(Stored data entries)
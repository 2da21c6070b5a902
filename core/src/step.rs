//! Pipeline steps.
//!
//! A [`Step`] takes ownership of an exchange and eventually hands it back.
//! Failures are not returned as `Err`; they are captured in the exchange's
//! failure slot so the error handler can classify them and the exchange can
//! keep flowing to whoever decides its fate.
//!
//! # Dyn Compatibility
//!
//! This trait uses explicit `Pin<Box<dyn Future>>` returns instead of `async fn`
//! so pipelines can hold heterogeneous steps as `Arc<dyn Step>`.

use crate::error::ExchangeError;
use crate::exchange::Exchange;
use std::future::Future;
use std::pin::Pin;
use std::sync::Arc;

/// Future returned by [`Step::process`].
pub type StepFuture<'a> = Pin<Box<dyn Future<Output = Exchange> + Send + 'a>>;

/// A processing step in a pipeline.
pub trait Step: Send + Sync {
    /// Process the exchange and hand it back.
    ///
    /// A step signals failure by capturing an [`ExchangeError`] on the exchange
    /// (see [`Exchange::set_failure`]) and requests rollback with
    /// [`Exchange::mark_rollback_only`].
    fn process(&self, exchange: Exchange) -> StepFuture<'_>;

    /// Short name used in logs.
    fn name(&self) -> &str {
        "step"
    }
}

impl<S: Step + ?Sized> Step for Arc<S> {
    fn process(&self, exchange: Exchange) -> StepFuture<'_> {
        (**self).process(exchange)
    }

    fn name(&self) -> &str {
        (**self).name()
    }
}

/// Step built from a synchronous closure.
///
/// `Err` returned by the closure is captured on the exchange.
pub struct FnStep<F> {
    name: String,
    f: F,
}

impl<F> Step for FnStep<F>
where
    F: Fn(&mut Exchange) -> Result<(), ExchangeError> + Send + Sync,
{
    fn process(&self, mut exchange: Exchange) -> StepFuture<'_> {
        if let Err(failure) = (self.f)(&mut exchange) {
            exchange.set_failure(failure);
        }
        Box::pin(std::future::ready(exchange))
    }

    fn name(&self) -> &str {
        &self.name
    }
}

/// Step built from an asynchronous closure that owns the exchange.
pub struct AsyncFnStep<F> {
    name: String,
    f: F,
}

impl<F, Fut> Step for AsyncFnStep<F>
where
    F: Fn(Exchange) -> Fut + Send + Sync,
    Fut: Future<Output = Exchange> + Send + 'static,
{
    fn process(&self, exchange: Exchange) -> StepFuture<'_> {
        Box::pin((self.f)(exchange))
    }

    fn name(&self) -> &str {
        &self.name
    }
}

/// Wrap a synchronous closure as a step.
///
/// ```
/// use courier_core::error::ExchangeError;
/// use courier_core::step::step_fn;
///
/// let fail = step_fn("throw", |_exchange| Err(ExchangeError::step("illegal_argument", "Damn")));
/// ```
pub fn step_fn<F>(name: impl Into<String>, f: F) -> FnStep<F>
where
    F: Fn(&mut Exchange) -> Result<(), ExchangeError> + Send + Sync,
{
    FnStep {
        name: name.into(),
        f,
    }
}

/// Wrap an asynchronous closure as a step.
pub fn async_step_fn<F, Fut>(name: impl Into<String>, f: F) -> AsyncFnStep<F>
where
    F: Fn(Exchange) -> Fut + Send + Sync,
    Fut: Future<Output = Exchange> + Send + 'static,
{
    AsyncFnStep {
        name: name.into(),
        f,
    }
}

#[cfg(test)]
mod tests {
    use super::*;
    use crate::exchange::Message;

    #[tokio::test]
    async fn test_fn_step_captures_error() {
        let step = step_fn("fail", |_| Err(ExchangeError::step("io", "boom")));
        let exchange = step.process(Exchange::new(Message::new("x"))).await;

        assert_eq!(exchange.failure().and_then(ExchangeError::kind), Some("io"));
        assert_eq!(step.name(), "fail");
    }

    #[tokio::test]
    async fn test_async_fn_step_hands_back_exchange() {
        let step = async_step_fn("upper", |mut exchange: Exchange| async move {
            let body = exchange.inbound().body().as_str().unwrap_or_default().to_uppercase();
            exchange.outbound_mut().set_body(body);
            exchange
        });

        let exchange = step.process(Exchange::new(Message::new("bye"))).await;
        assert_eq!(exchange.outbound().map(|m| m.body().clone()), Some("BYE".into()));
    }

    #[tokio::test]
    async fn test_arc_step_delegates() {
        let step: Arc<dyn Step> = Arc::new(step_fn("noop", |_| Ok(())));
        let exchange = step.process(Exchange::new(Message::new("x"))).await;

        assert!(!exchange.is_failed());
        assert_eq!(Step::name(&step), "noop");
    }
}
//! Pipelines and the executor that runs them.
//!
//! A [`Pipeline`] runs its steps in order, handing the exchange from one to the
//! next. It stops at the first step that leaves a failure or a rollback mark;
//! a failure raised outside any [`Guard`](crate::error_handler::Guard) reaches
//! the caller as-is, without redelivery.
//!
//! The [`PipelineExecutor`] is the entry point for one logical delivery: it
//! resets the redelivery state, pins transacted exchanges to a single thread,
//! turns a panicking step into a failure, and classifies the result as an
//! [`Outcome`].
//!
//! # Example
//!
//! ```rust
//! use courier_core::{Exchange, Message, step_fn};
//! use courier_runtime::pipeline::{Pipeline, PipelineExecutor};
//!
//! # tokio_test::block_on(async {
//! let pipeline = Pipeline::new("greet")
//!     .then(step_fn("hello", |exchange| {
//!         exchange.outbound_mut().set_body("Hello");
//!         Ok(())
//!     }))
//!     .then(step_fn("audit", |exchange| {
//!         exchange.set_property("audited", true);
//!         Ok(())
//!     }));
//!
//! let outcome = PipelineExecutor::new(pipeline)
//!     .process(Exchange::new(Message::new("in")))
//!     .await;
//! assert!(outcome.is_completed());
//! # });
//! ```

use crate::affinity;
use crate::metrics::PipelineMetrics;
use courier_core::{Exchange, ExchangeError, Outcome, Step, StepFuture};
use futures::FutureExt;
use smallvec::SmallVec;
use std::any::Any;
use std::panic::AssertUnwindSafe;
use std::sync::Arc;
use std::time::Instant;

/// Ordered sequence of steps.
#[derive(Clone)]
pub struct Pipeline {
    name: String,
    steps: SmallVec<[Arc<dyn Step>; 8]>,
}

impl Pipeline {
    /// Create an empty pipeline.
    #[must_use]
    pub fn new(name: impl Into<String>) -> Self {
        Self {
            name: name.into(),
            steps: SmallVec::new(),
        }
    }

    /// Append a step.
    #[must_use]
    pub fn then(self, step: impl Step + 'static) -> Self {
        self.then_arc(Arc::new(step))
    }

    /// Append a shared step.
    #[must_use]
    pub fn then_arc(mut self, step: Arc<dyn Step>) -> Self {
        self.steps.push(step);
        self
    }

    /// Number of steps.
    #[must_use]
    pub fn len(&self) -> usize {
        self.steps.len()
    }

    /// Whether the pipeline has no steps.
    #[must_use]
    pub fn is_empty(&self) -> bool {
        self.steps.is_empty()
    }
}

impl Step for Pipeline {
    fn process(&self, mut exchange: Exchange) -> StepFuture<'_> {
        Box::pin(async move {
            for step in &self.steps {
                if exchange.is_failed() || exchange.is_rollback_only() {
                    tracing::debug!(
                        pipeline = %self.name,
                        exchange_id = %exchange.id(),
                        skipped = %step.name(),
                        failed = exchange.is_failed(),
                        rollback_only = exchange.is_rollback_only(),
                        "Stopping pipeline"
                    );
                    break;
                }
                tracing::trace!(pipeline = %self.name, step = %step.name(), "Running step");
                exchange = step.process(exchange).await;
            }
            exchange
        })
    }

    fn name(&self) -> &str {
        &self.name
    }
}

impl std::fmt::Debug for Pipeline {
    fn fmt(&self, f: &mut std::fmt::Formatter<'_>) -> std::fmt::Result {
        let steps: Vec<&str> = self.steps.iter().map(|step| step.name()).collect();
        f.debug_struct("Pipeline")
            .field("name", &self.name)
            .field("steps", &steps)
            .finish()
    }
}

/// Runs a step (usually a [`Pipeline`]) as one logical delivery.
#[derive(Clone)]
pub struct PipelineExecutor {
    root: Arc<dyn Step>,
}

impl PipelineExecutor {
    /// Create an executor for `root`.
    #[must_use]
    pub fn new(root: impl Step + 'static) -> Self {
        Self {
            root: Arc::new(root),
        }
    }

    /// Create an executor for a shared step.
    #[must_use]
    pub fn from_arc(root: Arc<dyn Step>) -> Self {
        Self { root }
    }

    /// Run one logical delivery of `exchange` to completion.
    ///
    /// Transacted exchanges run entirely on one thread. A panicking step fails
    /// the exchange with an `ExchangeError::Step` of kind `"panic"`; the
    /// exchange is then the one that entered the pipeline.
    pub async fn process(&self, mut exchange: Exchange) -> Outcome {
        exchange.begin_delivery();
        let started = Instant::now();
        let snapshot = exchange.clone();
        let transacted = exchange.is_transacted();

        let root = Arc::clone(&self.root);
        let run = async move { AssertUnwindSafe(root.process(exchange)).catch_unwind().await };
        let result = if transacted {
            affinity::run_pinned(run).await
        } else {
            Ok(run.await)
        };

        let exchange = match result {
            Ok(Ok(exchange)) => exchange,
            Ok(Err(panic)) => {
                let message = panic_message(panic.as_ref());
                tracing::error!(
                    exchange_id = %snapshot.id(),
                    step = %self.root.name(),
                    panic = %message,
                    "Step panicked"
                );
                fail(snapshot, ExchangeError::step("panic", message))
            }
            Err(failure) => fail(snapshot, failure),
        };

        let elapsed = started.elapsed();
        let outcome = exchange.outcome();
        match &outcome {
            Outcome::Completed(exchange) => {
                tracing::debug!(exchange_id = %exchange.id(), elapsed_ms = elapsed.as_millis(), "Exchange completed");
                PipelineMetrics::record_completed(elapsed);
            }
            Outcome::Failed(exchange) => {
                tracing::warn!(
                    exchange_id = %exchange.id(),
                    error = ?exchange.failure(),
                    elapsed_ms = elapsed.as_millis(),
                    "Exchange failed"
                );
                PipelineMetrics::record_failed(elapsed);
            }
            Outcome::RolledBack(exchange) => {
                tracing::warn!(
                    exchange_id = %exchange.id(),
                    error = ?exchange.failure(),
                    "Exchange rolled back"
                );
                PipelineMetrics::record_rolled_back(elapsed);
            }
        }
        outcome
    }
}

impl std::fmt::Debug for PipelineExecutor {
    fn fmt(&self, f: &mut std::fmt::Formatter<'_>) -> std::fmt::Result {
        f.debug_struct("PipelineExecutor")
            .field("root", &self.root.name())
            .finish()
    }
}

fn fail(mut exchange: Exchange, failure: ExchangeError) -> Exchange {
    exchange.set_failure(failure);
    exchange
}

fn panic_message(panic: &(dyn Any + Send)) -> String {
    panic
        .downcast_ref::<&str>()
        .map(|message| (*message).to_string())
        .or_else(|| panic.downcast_ref::<String>().cloned())
        .unwrap_or_else(|| "step panicked".to_string())
}

#[cfg(test)]
mod tests {
    use super::*;
    use crate::error_handler::{ErrorHandler, FailureRule, guard};
    use crate::redelivery::RedeliveryPolicy;
    use courier_core::{Message, async_step_fn, step_fn};
    use std::sync::atomic::{AtomicU32, Ordering};
    use std::time::Duration;

    fn counter_step(name: &str, counter: &Arc<AtomicU32>) -> impl Step + 'static {
        let counter = Arc::clone(counter);
        step_fn(name.to_string(), move |_| {
            counter.fetch_add(1, Ordering::SeqCst);
            Ok(())
        })
    }

    #[tokio::test]
    async fn test_pipeline_stops_at_first_failure() {
        let after = Arc::new(AtomicU32::new(0));
        let pipeline = Pipeline::new("p")
            .then(step_fn("fail", |_| Err(ExchangeError::step("io", "down"))))
            .then(counter_step("after", &after));

        let outcome = PipelineExecutor::new(pipeline)
            .process(Exchange::new(Message::new("x")))
            .await;

        assert!(outcome.is_failed());
        assert_eq!(after.load(Ordering::SeqCst), 0);
        assert_eq!(
            outcome.exchange().failure(),
            Some(&ExchangeError::step("io", "down"))
        );
    }

    #[tokio::test]
    async fn test_handled_failure_continues_downstream() {
        let after = Arc::new(AtomicU32::new(0));
        let handler = ErrorHandler::builder()
            .rule(FailureRule::on_kind("illegal_argument").handled(step_fn("recover", |exchange| {
                exchange.outbound_mut().set_body("recovered");
                Ok(())
            })))
            .build();
        let pipeline = Pipeline::new("p")
            .then(guard(
                step_fn("throw", |_| Err(ExchangeError::step("illegal_argument", "Damn"))),
                handler,
            ))
            .then(counter_step("after", &after));

        let outcome = PipelineExecutor::new(pipeline)
            .process(Exchange::new(Message::new("x")))
            .await;

        assert!(outcome.is_completed());
        assert_eq!(after.load(Ordering::SeqCst), 1);
        assert!(outcome.exchange().redelivery().is_handled());
    }

    #[tokio::test]
    async fn test_rollback_mark_stops_pipeline() {
        let after = Arc::new(AtomicU32::new(0));
        let pipeline = Pipeline::new("p")
            .then(step_fn("rollback", |exchange| {
                exchange.mark_rollback_only();
                Ok(())
            }))
            .then(counter_step("after", &after));

        let outcome = PipelineExecutor::new(pipeline)
            .process(Exchange::new(Message::new("x")))
            .await;

        assert!(outcome.is_rolled_back());
        assert_eq!(after.load(Ordering::SeqCst), 0);
    }

    #[tokio::test]
    async fn test_panicking_step_becomes_failure() {
        let pipeline = Pipeline::new("p").then(async_step_fn("explode", |exchange| async move {
            if exchange.inbound().body() == "boom" {
                #[allow(clippy::panic)]
                {
                    panic!("step exploded");
                }
            }
            exchange
        }));

        let outcome = PipelineExecutor::new(pipeline)
            .process(Exchange::new(Message::new("boom")))
            .await;

        assert!(outcome.is_failed());
        assert_eq!(outcome.exchange().failure().and_then(ExchangeError::kind), Some("panic"));
        assert_eq!(outcome.exchange().inbound().body(), "boom");
    }

    #[tokio::test]
    async fn test_new_delivery_resets_attempts() {
        let handler = ErrorHandler::builder()
            .redelivery(
                RedeliveryPolicy::builder()
                    .max_redeliveries(2)
                    .redelivery_delay(Duration::ZERO)
                    .build(),
            )
            .build();
        let executor = PipelineExecutor::new(guard(
            step_fn("fail", |_| Err(ExchangeError::step("io", "down"))),
            handler,
        ));

        let first = executor
            .process(Exchange::new(Message::new("x")))
            .await
            .into_exchange();
        assert_eq!(first.redelivery().attempts(), 2);

        let mut again = first;
        again.take_failure();
        let second = executor.process(again).await;
        assert_eq!(second.exchange().redelivery().attempts(), 2);
    }

    #[tokio::test(flavor = "multi_thread", worker_threads = 2)]
    async fn test_transacted_exchange_runs_pinned() {
        let pipeline = Pipeline::new("p").then(async_step_fn("probe", |mut exchange| async move {
            exchange.set_property("pinned", affinity::is_pinned());
            exchange
        }));

        let outcome = PipelineExecutor::new(pipeline)
            .process(Exchange::new(Message::new("x")).with_transacted(true))
            .await;

        assert!(outcome.is_completed());
        assert_eq!(outcome.exchange().property("pinned"), Some(&true.into()));
    }
}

» THE TASK
The answer must consist of each line from the data that includes the string "Ordering".

» WRITTEN RESPONSE
    use std::sync::atomic::{AtomicU32, Ordering};
            counter.fetch_add(1, Ordering::SeqCst);
        assert_eq!(after.load(Ordering::SeqCst), 0);
        assert_eq!(after.load(Ordering::SeqCst), 1);
        assert_eq!(after.load(Ordering::SeqCst), 0);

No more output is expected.